Quick Analysis: Similar scenario to last year’s Dolphins but more pressure on Sanchez to be efficient. The starting Dolphins line last year included Richie Incognito, Jake Long, Mike Pouncey, Marc Columbo and Vernon Carey. This compares to the projected Jets line of D’Brickashaw Ferguson, Matt Slauson, Nick Mangold, Brandon Moore and of course, Wayne Hunter. Both teams best lineman are their left tackle and their center. Long is a pro bowl tackle and Pouncey had a great rookie year. The Jets have Ferguson who should bounce back after an off year and Mangold, arguable the best center in football. Pass blocking is not the Jets strength. So last year when they started off by throwing the ball all the time, it got the lineman into a funk they never really recovered from even after returning to the run game. Assuming Sparano sticks to the ground game, the line should fare better. Getting into a rhythm early in the year is important for the line. Additionally, Sparano came up the ranks as a line coach, so there is hope he can get Slauson and Hunter to perform at a higher level this season. Slauson should also be recovered from his nagging shoulder injury. Sparano likes to use two tight end sets, using them as blockers, which should give the line more support especially Hunter at right tackle. Fasano was a better blocker than Keller is, so it will be interesting to see how Keller is used.

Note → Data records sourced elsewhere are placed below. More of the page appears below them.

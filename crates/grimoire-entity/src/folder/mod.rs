//! Folder domain entities.

pub mod contents;
pub mod model;
pub mod strategy;
pub mod tree;

pub use contents::{FolderContents, FolderListing};
pub use model::Folder;
pub use strategy::{DeletionOutcome, DeletionStrategy};
pub use tree::FolderNode;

Quick Analysis: More experienced line than last year’s Dolphins however weak spots remain at right tackle and possibly left guard.

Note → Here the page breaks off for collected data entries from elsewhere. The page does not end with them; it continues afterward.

//! PostgreSQL repository implementations.

pub mod character;
pub mod folder;
pub mod spell;

pub use character::PgCharacterRepository;
pub use folder::PgFolderRepository;
pub use spell::PgSpellRepository;

use grimoire_core::error::{AppError, ErrorKind};

/// Unique constraint on `(parent_id, name)`.
const SIBLING_NAME_CONSTRAINT: &str = "folders_parent_id_name_key";

/// Foreign key from a folder to its parent.
const PARENT_FK_CONSTRAINT: &str = "folders_parent_id_fkey";

/// Map a failed read to a database error.
pub(crate) fn read_error(context: &'static str) -> impl FnOnce(sqlx::Error) -> AppError {
    move |e| AppError::with_source(ErrorKind::Database, context, e)
}

/// Map a failed folder write, translating known constraint violations.
pub(crate) fn folder_write_error(context: &'static str) -> impl FnOnce(sqlx::Error) -> AppError {
    move |e| match e {
        sqlx::Error::Database(ref db_err)
            if db_err.constraint() == Some(SIBLING_NAME_CONSTRAINT) =>
        {
            AppError::conflict("A folder with that name already exists in the target folder")
        }
        sqlx::Error::Database(ref db_err) if db_err.constraint() == Some(PARENT_FK_CONSTRAINT) => {
            AppError::not_found("Parent folder not found")
        }
        _ => AppError::with_source(ErrorKind::Database, context, e),
    }
}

To sum it up, Sparano is looking at an offense with a much more physical backfield that should translate well into his scheme. While they lack backs who can break big plays, they have the personnel to wear down opposing defenses. Additionally, if Joe McKnight can hold onto the football he may give them that missing speed element. The Jets receiving corps provide Sparano with Chaz Schilens and Stephen Hill, who have the raw attributes needed to stretch the field and open up routes for Santonio Holmes, Dustin Keller and Jeremy Kerley. This receiving group is an undoubted improvement over that of last year’s Dolphins. The offensive line still has question marks and their quarterback needs to perform. Sparano has dealt with both these issues in Miami. His experience could prove instrumental to getting the Jets offense back on track. Compared to Sparano’s Dolphin team of a year ago, the Jets personnel seems to fit his game plan much better at the skill positions. However the decisive factor for his offense will be line and quarterback play, which will dictate how effective this offense can be, especially in a division of improving defenses.